PROBLEM DETAILS. For the data below, say how many lines contain "title". Only the number should be given.

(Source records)
____________

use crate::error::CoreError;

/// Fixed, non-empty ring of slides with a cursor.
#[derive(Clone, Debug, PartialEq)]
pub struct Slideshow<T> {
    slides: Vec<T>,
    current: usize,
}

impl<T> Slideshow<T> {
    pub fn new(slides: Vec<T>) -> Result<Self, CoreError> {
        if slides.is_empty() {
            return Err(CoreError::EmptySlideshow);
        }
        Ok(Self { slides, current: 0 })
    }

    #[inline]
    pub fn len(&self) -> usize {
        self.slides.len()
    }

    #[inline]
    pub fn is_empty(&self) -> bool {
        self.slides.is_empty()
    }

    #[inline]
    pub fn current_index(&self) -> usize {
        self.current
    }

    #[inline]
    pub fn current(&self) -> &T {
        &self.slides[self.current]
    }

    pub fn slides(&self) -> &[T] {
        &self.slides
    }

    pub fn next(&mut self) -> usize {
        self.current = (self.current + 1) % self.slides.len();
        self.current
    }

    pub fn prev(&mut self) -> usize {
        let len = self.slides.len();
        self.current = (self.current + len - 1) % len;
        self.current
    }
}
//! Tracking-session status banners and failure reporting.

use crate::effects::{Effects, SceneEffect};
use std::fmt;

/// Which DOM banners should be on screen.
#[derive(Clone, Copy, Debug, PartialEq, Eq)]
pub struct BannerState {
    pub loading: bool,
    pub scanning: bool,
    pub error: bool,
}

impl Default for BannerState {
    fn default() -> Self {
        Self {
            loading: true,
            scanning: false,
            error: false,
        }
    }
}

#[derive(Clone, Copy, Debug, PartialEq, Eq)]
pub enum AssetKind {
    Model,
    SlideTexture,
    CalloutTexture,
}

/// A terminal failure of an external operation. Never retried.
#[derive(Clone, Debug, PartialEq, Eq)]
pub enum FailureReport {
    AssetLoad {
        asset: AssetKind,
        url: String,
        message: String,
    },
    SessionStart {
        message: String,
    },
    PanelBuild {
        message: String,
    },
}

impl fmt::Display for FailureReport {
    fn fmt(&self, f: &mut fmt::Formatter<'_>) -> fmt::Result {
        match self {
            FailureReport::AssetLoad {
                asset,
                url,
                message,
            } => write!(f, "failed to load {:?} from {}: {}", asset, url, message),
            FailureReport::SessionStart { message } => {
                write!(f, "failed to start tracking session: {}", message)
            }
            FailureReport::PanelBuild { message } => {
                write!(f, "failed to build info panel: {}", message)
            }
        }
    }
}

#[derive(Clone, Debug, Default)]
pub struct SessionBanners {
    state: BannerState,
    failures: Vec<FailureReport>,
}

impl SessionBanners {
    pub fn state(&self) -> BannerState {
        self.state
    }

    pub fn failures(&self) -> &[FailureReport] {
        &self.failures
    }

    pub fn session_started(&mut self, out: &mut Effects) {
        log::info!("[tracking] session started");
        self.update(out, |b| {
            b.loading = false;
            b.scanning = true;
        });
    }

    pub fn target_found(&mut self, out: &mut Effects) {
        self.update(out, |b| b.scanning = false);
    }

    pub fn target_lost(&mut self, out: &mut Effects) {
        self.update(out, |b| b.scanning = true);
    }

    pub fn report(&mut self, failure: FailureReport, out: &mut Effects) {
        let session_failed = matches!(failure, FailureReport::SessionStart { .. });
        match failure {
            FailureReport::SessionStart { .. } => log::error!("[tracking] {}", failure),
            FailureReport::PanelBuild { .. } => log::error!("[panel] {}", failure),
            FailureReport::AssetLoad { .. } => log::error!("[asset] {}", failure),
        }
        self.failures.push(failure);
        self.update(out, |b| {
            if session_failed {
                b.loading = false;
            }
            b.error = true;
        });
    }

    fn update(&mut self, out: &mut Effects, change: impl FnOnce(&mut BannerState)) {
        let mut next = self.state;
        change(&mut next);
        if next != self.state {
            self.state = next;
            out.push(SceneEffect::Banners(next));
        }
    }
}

____________

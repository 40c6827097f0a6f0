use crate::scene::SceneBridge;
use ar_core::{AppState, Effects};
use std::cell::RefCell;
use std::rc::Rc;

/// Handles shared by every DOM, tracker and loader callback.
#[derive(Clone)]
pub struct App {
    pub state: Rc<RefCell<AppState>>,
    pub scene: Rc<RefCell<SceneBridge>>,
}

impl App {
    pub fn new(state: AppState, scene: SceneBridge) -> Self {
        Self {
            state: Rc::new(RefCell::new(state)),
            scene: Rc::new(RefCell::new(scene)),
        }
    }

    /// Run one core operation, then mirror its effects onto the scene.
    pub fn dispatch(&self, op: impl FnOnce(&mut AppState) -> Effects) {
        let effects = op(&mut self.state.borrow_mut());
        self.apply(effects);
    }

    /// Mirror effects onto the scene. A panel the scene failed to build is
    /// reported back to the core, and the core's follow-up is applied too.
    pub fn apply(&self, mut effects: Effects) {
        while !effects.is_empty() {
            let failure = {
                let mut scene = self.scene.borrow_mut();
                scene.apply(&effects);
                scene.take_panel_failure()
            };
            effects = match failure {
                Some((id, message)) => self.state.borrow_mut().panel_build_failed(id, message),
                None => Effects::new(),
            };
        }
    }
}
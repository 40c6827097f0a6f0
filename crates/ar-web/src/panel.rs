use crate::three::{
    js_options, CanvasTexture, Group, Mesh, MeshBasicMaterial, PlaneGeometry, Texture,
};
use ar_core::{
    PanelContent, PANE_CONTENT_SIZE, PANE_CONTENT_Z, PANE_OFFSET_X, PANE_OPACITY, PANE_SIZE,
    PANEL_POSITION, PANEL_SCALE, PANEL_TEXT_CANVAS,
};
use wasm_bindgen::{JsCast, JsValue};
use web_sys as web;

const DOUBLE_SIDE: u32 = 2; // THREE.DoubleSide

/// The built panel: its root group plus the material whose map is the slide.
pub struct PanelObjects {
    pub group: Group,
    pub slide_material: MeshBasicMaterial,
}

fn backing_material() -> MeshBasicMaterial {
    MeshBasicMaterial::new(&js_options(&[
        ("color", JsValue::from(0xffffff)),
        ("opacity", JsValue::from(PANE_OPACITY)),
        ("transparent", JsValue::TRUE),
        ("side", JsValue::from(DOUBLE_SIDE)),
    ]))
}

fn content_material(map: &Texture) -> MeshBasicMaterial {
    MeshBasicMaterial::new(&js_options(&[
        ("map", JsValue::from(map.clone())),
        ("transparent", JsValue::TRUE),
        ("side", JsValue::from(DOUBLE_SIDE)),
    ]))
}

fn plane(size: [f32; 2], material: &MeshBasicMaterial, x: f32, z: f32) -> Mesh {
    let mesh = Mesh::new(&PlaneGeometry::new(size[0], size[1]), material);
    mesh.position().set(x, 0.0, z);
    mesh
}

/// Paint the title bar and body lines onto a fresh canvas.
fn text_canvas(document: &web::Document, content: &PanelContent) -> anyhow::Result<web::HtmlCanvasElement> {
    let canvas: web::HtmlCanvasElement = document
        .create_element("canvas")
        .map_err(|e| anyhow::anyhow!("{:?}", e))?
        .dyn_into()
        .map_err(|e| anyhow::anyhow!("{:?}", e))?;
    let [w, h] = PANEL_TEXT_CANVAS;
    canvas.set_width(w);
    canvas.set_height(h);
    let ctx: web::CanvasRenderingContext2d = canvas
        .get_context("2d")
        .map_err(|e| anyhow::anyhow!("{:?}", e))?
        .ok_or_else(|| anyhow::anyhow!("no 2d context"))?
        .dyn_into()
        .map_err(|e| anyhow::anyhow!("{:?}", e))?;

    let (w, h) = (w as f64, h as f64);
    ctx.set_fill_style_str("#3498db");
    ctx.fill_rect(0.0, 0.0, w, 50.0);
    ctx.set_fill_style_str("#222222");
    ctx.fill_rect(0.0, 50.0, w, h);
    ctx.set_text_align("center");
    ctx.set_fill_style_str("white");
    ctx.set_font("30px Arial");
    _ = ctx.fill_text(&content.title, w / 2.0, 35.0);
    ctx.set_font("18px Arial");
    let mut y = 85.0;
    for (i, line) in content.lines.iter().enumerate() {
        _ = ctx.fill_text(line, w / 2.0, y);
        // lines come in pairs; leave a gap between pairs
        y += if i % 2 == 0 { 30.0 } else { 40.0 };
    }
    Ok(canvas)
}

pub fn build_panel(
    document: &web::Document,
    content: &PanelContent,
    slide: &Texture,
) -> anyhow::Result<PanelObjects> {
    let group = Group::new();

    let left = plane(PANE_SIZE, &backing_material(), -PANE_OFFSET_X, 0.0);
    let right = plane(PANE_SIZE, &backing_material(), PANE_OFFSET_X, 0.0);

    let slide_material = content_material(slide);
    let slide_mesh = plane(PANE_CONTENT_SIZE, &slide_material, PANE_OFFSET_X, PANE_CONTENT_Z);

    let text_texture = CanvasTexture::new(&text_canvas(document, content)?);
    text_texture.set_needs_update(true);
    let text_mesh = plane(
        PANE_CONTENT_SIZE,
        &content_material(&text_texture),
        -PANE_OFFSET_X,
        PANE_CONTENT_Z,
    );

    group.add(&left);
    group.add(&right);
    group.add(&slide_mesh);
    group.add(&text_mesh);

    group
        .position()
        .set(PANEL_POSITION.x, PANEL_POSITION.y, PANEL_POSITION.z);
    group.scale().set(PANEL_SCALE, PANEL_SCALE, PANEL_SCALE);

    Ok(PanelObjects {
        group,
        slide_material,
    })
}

____________

RESPONSE TO THE EXERCISE. 2